Big name experts who participate at these boards and blogs but who have failed to speak up in opposition to the tactics of the internet Goons who threatened to get Wade fired from his job include: (1) John Bogle (I have sent Bogle two e-mails seeking his help with the abusive posting at the Bogleheads Forum): (2) William Bernstein; (3) Larry Swedroe; (4) Rick Ferri; and (5) Scott Burns. Large sites that have failed to take effective action against the abusive posting tactics of Buy-and-Holders include: (1) The Bogleheads Forum; (2) Morningstar.com; (3) Motley Fool; (4) The Early Retirement Forum; (5) the Oblivious Investor blog; (6) The Get Rich Slowly blog; and (7) the Monevator blog.
I have alterted the police department in Purcellville, VA, to the problem of the death threats and to the possibility that the Goon Squads led by Lindauer and Greaney may next resort to SWAT-ting, an intimidation tactic that has been used against a number of bloggers in recent days. I have also contacted a special internet crimes department of the Virginia state government. Finally, I described the matter in some depth in an e-mail to my congressman, Rep. Frank Wolf (R-VA).
Numerous big-name experts have spoken of my work in the most laudatory terms imaginable (please see the “People Are Talking” section of the home page of my blog; it runs down the left side of the page). None of the people who have made laudatory comments have dared to “cross” the Lindauer and Greaney Goon Squads, presumably our of fear of the threats of violence or career damage that would be visited on them if they were to do so.
Another big factor is the sustained popularity of Buy-and-Hold strategies. I write three weekly columns on Valuation-Informed Indexing at three different web sites and it is a rare event for these columns to generate comments from the readers of these sites. In contrast, my work in the saving area was so popular that it made my early retirement board at the Motley Fool site the most successful board in that’s site’s history — my board was so successful that Motley Fool designed an online retirement course around it and hired me as a paid instructor. Tom Gardner, co-founder of the Motley Fool site, wrote one of the blurbs that appears on the back cover of my book Passion Saving: The Path to Plentiful Free Time and Soul-Satisfying Work. He wrote: “The elegant simplicity of his ideas warms the heart and startles the brain.” I am today banned from the Motley Fool site.
Wade described to me his concern re the “hostile environment” that Buy-and-Holders create for those seeking to post honestly on the implications of Shiller’s research in his first e-mail to me. He proceeded to do his breakthrough research despite these fears, but never did he post at a board or blog re his findings without worries re what the Buy-and-Holders might do to him if he were to be blunt in his statements about the dangers of the strategy they favor.
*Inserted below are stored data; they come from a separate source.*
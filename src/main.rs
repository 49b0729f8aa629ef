use std::path::PathBuf;

use anyhow::{Context, Result};
use clap::{Args, Parser, Subcommand};
use serde::Serialize;
use tracing::info;

use distantia_analysis::{
    ImportanceMethod, NullConfig, VariableImportance, importance_lock_step, variable_importance,
};
use distantia_dtw::{BandConstraint, Distance, DtwConfig, Sequence, psi_lock_step};
use distantia_io::{ExperimentName, Method, ResultWriter, SequenceReader};

#[derive(Parser)]
#[command(name = "distantia")]
#[command(about = "Dissimilarity (psi) between multivariate time series via dynamic time warping")]
#[command(version)]
struct Cli {
    #[command(subcommand)]
    command: Command,

    /// RNG seed for permutations
    #[arg(long, default_value_t = 1, global = true)]
    seed: u64,

    /// Enable verbose (debug-level) logging
    #[arg(long, global = true)]
    verbose: bool,

    /// Suppress all output except errors
    #[arg(long, global = true)]
    quiet: bool,

    /// Number of threads for parallel computation (defaults to all cores)
    #[arg(long, global = true)]
    threads: Option<usize>,
}

/// Inputs and DTW parameters shared by every subcommand.
#[derive(Args, Debug, Clone)]
struct DtwArgs {
    /// Path to the CSV file of the first sequence
    #[arg(long)]
    a: PathBuf,

    /// Path to the CSV file of the second sequence
    #[arg(long)]
    b: PathBuf,

    /// Row distance metric (full name or 3-letter abbreviation)
    #[arg(long, default_value = "euclidean")]
    distance: String,

    /// Allow diagonal moves in the cost matrix. For orthogonal moves only,
    /// pass --weighted false as well, since weighting implies diagonal moves
    #[arg(long, default_value_t = true, action = clap::ArgAction::Set)]
    diagonal: bool,

    /// Weight diagonal moves by sqrt(2) (implies --diagonal true)
    #[arg(long, default_value_t = true, action = clap::ArgAction::Set)]
    weighted: bool,

    /// Remove block interiors from the least-cost path before scoring
    #[arg(long, default_value_t = false)]
    trim_blocks: bool,

    /// Sakoe-Chiba band width as a fraction of the row count, in [0, 1]
    #[arg(long)]
    bandwidth: Option<f64>,

    /// Column to drop from both inputs (repeatable), e.g. a time column
    #[arg(long = "skip-column")]
    skip_columns: Vec<String>,

    /// Experiment name for output files (must match [a-zA-Z0-9_-]+); no file is written without it
    #[arg(long)]
    experiment: Option<String>,

    /// Output directory for result files
    #[arg(long, default_value = ".")]
    output_dir: PathBuf,
}

#[derive(Subcommand)]
enum Command {
    /// Compute the psi dissimilarity of two sequences
    Psi {
        #[command(flatten)]
        dtw: DtwArgs,

        /// Compare rows one-to-one instead of warping (equal row counts required)
        #[arg(long, default_value_t = false)]
        lock_step: bool,
    },

    /// Print the least-cost path between two sequences
    Path {
        #[command(flatten)]
        dtw: DtwArgs,
    },

    /// Compute the null distribution of psi under row permutations
    Null {
        #[command(flatten)]
        dtw: DtwArgs,

        /// Permutation policy: free, free_by_row, restricted, or restricted_by_row
        #[arg(long, default_value = "restricted_by_row")]
        permutation: String,

        /// Rows per block for the restricted policies
        #[arg(long, default_value_t = 3)]
        block_size: usize,

        /// Number of psi values, the unpermuted one included
        #[arg(long, default_value_t = 100)]
        repetitions: usize,

        /// Use lock-step psi instead of DTW psi
        #[arg(long, default_value_t = false)]
        lock_step: bool,
    },

    /// Compute the contribution of each variable to psi
    Importance {
        #[command(flatten)]
        dtw: DtwArgs,

        /// Importance method: "robust", "legacy", or "lock-step"
        #[arg(long, default_value = "robust")]
        method: String,
    },
}

// --- JSON stdout output structs ---

#[derive(Serialize)]
struct PsiOutput {
    experiment: Option<String>,
    distance: &'static str,
    lock_step: bool,
    a_rows: usize,
    b_rows: usize,
    psi: f64,
    path_sum: Option<f64>,
    auto_sum: Option<f64>,
}

#[derive(Serialize)]
struct PathOutput {
    experiment: Option<String>,
    distance: &'static str,
    path_sum: f64,
    steps: Vec<StepOutput>,
}

#[derive(Serialize)]
struct StepOutput {
    a: usize,
    b: usize,
    dist: f64,
    cost: f64,
}

#[derive(Serialize)]
struct NullOutput {
    experiment: Option<String>,
    permutation: &'static str,
    repetitions: usize,
    observed: f64,
    null_mean: Option<f64>,
    null: Vec<f64>,
}

#[derive(Serialize)]
struct ImportanceOutput {
    experiment: Option<String>,
    method: &'static str,
    psi: f64,
    variables: Vec<VariableOutput>,
}

#[derive(Serialize)]
struct VariableOutput {
    variable: String,
    psi_only_with: f64,
    psi_without: f64,
    psi_difference: f64,
    importance_pct: f64,
}

/// Importance variants exposed on the command line.
#[derive(Debug, Clone, Copy)]
enum ImportanceKind {
    Dtw(ImportanceMethod),
    LockStep,
}

impl ImportanceKind {
    fn name(self) -> &'static str {
        match self {
            Self::Dtw(method) => method.name(),
            Self::LockStep => "lock_step",
        }
    }
}

fn parse_importance_method(s: &str) -> Result<ImportanceKind> {
    match s {
        "robust" => Ok(ImportanceKind::Dtw(ImportanceMethod::Robust)),
        "legacy" => Ok(ImportanceKind::Dtw(ImportanceMethod::Legacy)),
        "lock-step" | "lock_step" => Ok(ImportanceKind::LockStep),
        other => anyhow::bail!("unknown importance method: {other} (expected robust, legacy, or lock-step)"),
    }
}

fn build_dtw(args: &DtwArgs) -> Result<DtwConfig> {
    let distance: Distance = args.distance.parse()?;
    let band = match args.bandwidth {
        Some(bandwidth) => BandConstraint::sakoe_chiba(bandwidth)?,
        None => BandConstraint::Unconstrained,
    };
    Ok(DtwConfig::new()
        .with_distance(distance)
        .with_diagonal(args.diagonal)
        .with_weighted(args.weighted)
        .with_trim_blocks(args.trim_blocks)
        .with_band(band))
}

fn read_pair(args: &DtwArgs) -> Result<(Sequence, Sequence)> {
    let a = SequenceReader::new(&args.a)
        .with_skip_columns(args.skip_columns.clone())
        .read()
        .with_context(|| format!("failed to read sequence a from {}", args.a.display()))?;
    let b = SequenceReader::new(&args.b)
        .with_skip_columns(args.skip_columns.clone())
        .read()
        .with_context(|| format!("failed to read sequence b from {}", args.b.display()))?;
    info!(a_rows = a.rows(), b_rows = b.rows(), cols = a.cols(), "sequences loaded");
    Ok((a, b))
}

fn open_writer(args: &DtwArgs) -> Result<Option<ResultWriter>> {
    args.experiment
        .as_ref()
        .map(|name| -> Result<ResultWriter> {
            let experiment = ExperimentName::new(name.clone())?;
            Ok(ResultWriter::new(&args.output_dir, experiment)?)
        })
        .transpose()
}

fn main() -> Result<()> {
    let cli = Cli::parse();

    let filter = match (cli.verbose, cli.quiet) {
        (true, _) => "debug",
        (_, true) => "error",
        _ => "info",
    };

    tracing_subscriber::fmt()
        .with_env_filter(filter)
        .with_writer(std::io::stderr)
        .init();

    if let Some(threads) = cli.threads {
        rayon::ThreadPoolBuilder::new()
            .num_threads(threads)
            .build_global()
            .context("failed to configure thread pool")?;
        info!(threads, "thread pool configured");
    }

    match cli.command {
        Command::Psi { dtw, lock_step } => {
            let config = build_dtw(&dtw)?;
            let writer = open_writer(&dtw)?;
            let (a, b) = read_pair(&dtw)?;

            let output = if lock_step {
                let psi = psi_lock_step(&a, &b, config.distance()).context("lock-step psi failed")?;
                if let Some(writer) = &writer {
                    writer.write_lock_step_psi(config.distance(), a.rows(), psi)?;
                }
                PsiOutput {
                    experiment: dtw.experiment,
                    distance: config.distance().name(),
                    lock_step,
                    a_rows: a.rows(),
                    b_rows: b.rows(),
                    psi,
                    path_sum: None,
                    auto_sum: None,
                }
            } else {
                let alignment = config.align(&a, &b).context("psi computation failed")?;
                if let Some(writer) = &writer {
                    writer.write_psi(&config, &alignment)?;
                }
                PsiOutput {
                    experiment: dtw.experiment,
                    distance: config.distance().name(),
                    lock_step,
                    a_rows: a.rows(),
                    b_rows: b.rows(),
                    psi: alignment.psi(),
                    path_sum: Some(alignment.path_sum()),
                    auto_sum: Some(alignment.auto_sum()),
                }
            };
            println!("{}", serde_json::to_string_pretty(&output)?);
        }

        Command::Path { dtw } => {
            let config = build_dtw(&dtw)?;
            let writer = open_writer(&dtw)?;
            let (a, b) = read_pair(&dtw)?;

            let path = config.path(&a, &b).context("path computation failed")?;
            info!(steps = path.len(), "path computed");
            if let Some(writer) = &writer {
                writer.write_path(&config, &path)?;
            }

            let output = PathOutput {
                experiment: dtw.experiment,
                distance: config.distance().name(),
                path_sum: path.sum(),
                steps: path
                    .records()
                    .into_iter()
                    .map(|r| StepOutput {
                        a: r.a,
                        b: r.b,
                        dist: r.dist,
                        cost: r.cost,
                    })
                    .collect(),
            };
            println!("{}", serde_json::to_string_pretty(&output)?);
        }

        Command::Null {
            dtw,
            permutation,
            block_size,
            repetitions,
            lock_step,
        } => {
            let config = build_dtw(&dtw)?;
            let null_config = NullConfig::new()
                .with_permutation(permutation.parse()?)
                .with_block_size(block_size)
                .with_seed(cli.seed)
                .with_repetitions(repetitions);
            let writer = open_writer(&dtw)?;
            let (a, b) = read_pair(&dtw)?;

            let (null, method) = if lock_step {
                let null = null_config
                    .run_lock_step(&a, &b, config.distance())
                    .context("lock-step null distribution failed")?;
                (null, Method::LockStep(config.distance()))
            } else {
                let null = null_config
                    .run(&a, &b, &config)
                    .context("null distribution failed")?;
                (null, Method::Dtw(&config))
            };
            if let Some(writer) = &writer {
                writer.write_null(method, &null_config, &null)?;
            }

            let replicates = &null[1..];
            let null_mean = (!replicates.is_empty())
                .then(|| replicates.iter().sum::<f64>() / replicates.len() as f64);
            let output = NullOutput {
                experiment: dtw.experiment,
                permutation: null_config.permutation().name(),
                repetitions,
                observed: null[0],
                null_mean,
                null,
            };
            println!("{}", serde_json::to_string_pretty(&output)?);
        }

        Command::Importance { dtw, method } => {
            let kind = parse_importance_method(&method)?;
            let config = build_dtw(&dtw)?;
            let writer = open_writer(&dtw)?;
            let (a, b) = read_pair(&dtw)?;

            let (table, artifact_method): (Vec<VariableImportance>, Method<'_>) = match kind {
                ImportanceKind::Dtw(method) => (
                    variable_importance(&a, &b, &config, method).context("importance failed")?,
                    Method::Dtw(&config),
                ),
                ImportanceKind::LockStep => (
                    importance_lock_step(&a, &b, config.distance())
                        .context("lock-step importance failed")?,
                    Method::LockStep(config.distance()),
                ),
            };
            if let Some(writer) = &writer {
                writer.write_importance(artifact_method, kind.name(), &table)?;
            }

            let output = ImportanceOutput {
                experiment: dtw.experiment,
                method: kind.name(),
                psi: table[0].psi,
                variables: table
                    .into_iter()
                    .map(|row| VariableOutput {
                        variable: row.variable,
                        psi_only_with: row.psi_only_with,
                        psi_without: row.psi_without,
                        psi_difference: row.psi_difference,
                        importance_pct: row.importance_pct,
                    })
                    .collect(),
            };
            println!("{}", serde_json::to_string_pretty(&output)?);
        }
    }

    Ok(())
}

#[cfg(test)]
mod tests {
    use distantia_dtw::CostPolicy;

    use super::*;

    fn dtw_args(extra: &[&str]) -> DtwArgs {
        let mut argv = vec!["distantia", "psi", "--a", "a.csv", "--b", "b.csv"];
        argv.extend_from_slice(extra);
        match Cli::try_parse_from(argv).unwrap().command {
            Command::Psi { dtw, .. } => dtw,
            _ => unreachable!(),
        }
    }

    #[test]
    fn orthogonal_needs_both_flags_off() {
        let defaults = build_dtw(&dtw_args(&[])).unwrap();
        assert_eq!(defaults.policy(), CostPolicy::WeightedDiagonal);

        let diagonal_off = build_dtw(&dtw_args(&["--diagonal", "false"])).unwrap();
        assert_eq!(diagonal_off.policy(), CostPolicy::WeightedDiagonal);

        let both_off = build_dtw(&dtw_args(&["--diagonal", "false", "--weighted", "false"])).unwrap();
        assert_eq!(both_off.policy(), CostPolicy::Orthogonal);

        let unweighted = build_dtw(&dtw_args(&["--weighted", "false"])).unwrap();
        assert_eq!(unweighted.policy(), CostPolicy::Diagonal);
    }

    #[test]
    fn bandwidth_is_validated() {
        assert!(build_dtw(&dtw_args(&["--bandwidth", "1.5"])).is_err());
        let banded = build_dtw(&dtw_args(&["--bandwidth", "0.2"])).unwrap();
        assert_eq!(banded.band().bandwidth(), Some(0.2));
    }
}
Many community members showed great interest in his findings that Valuation-Informed Indexing is superior to Buy-and-Hold. One poster at the Bogleheads Forum said that Wade’s research showing the superiority of Valuation-Informed Indexing over Buy-and-Hold “refutes a central tenet of the Boglehead investing philosophy. It’s a big deal.” But Lindauer accused Wade of “data-mining.” Wade responded: “I take the issue of data-mining very seriously, and, with all due respect, any data-mining that I am doing is in favor of Buy-and-Hold, not in favor of market timing.” Lindauer did not apologize and made clear that his harassment would continue for so long as Wade continued to report on research findings showing the superiority of Valuation-Informed Indexing. Other community members kept quiet (Lindauer had a long history of posting abusively when the board community met at Morningstar.com and was never disciplined).
Wade thought enough of his research showing the superiorty of Valuation-Informed Indexing to entertain hopes of having it published in the Journal of Finance, the most prestiguous journal in the field. He was greatly discouraged when it was given a “desk reject” by a less influential journal. The rejection letter stated: “We did not find the paper’s incremental contribution to the academic finance literature, assuming the analysis proved to be correct, rose to the level that we are seeking.” Another peer review report stated of Wade’s work: “The elephant-in-the-room question is — What is the ultimate criterion for one to conclude with confidence that one strategy is better than the other?”
Eventually, his paper was published by a journal that Wade characterized as “decent.” These defeats prompted his announcement in October 2011 that he would no longer do research on the “controversial” Valuation-Informed Indexing topic but would limit himself to examination of restirement planning topics.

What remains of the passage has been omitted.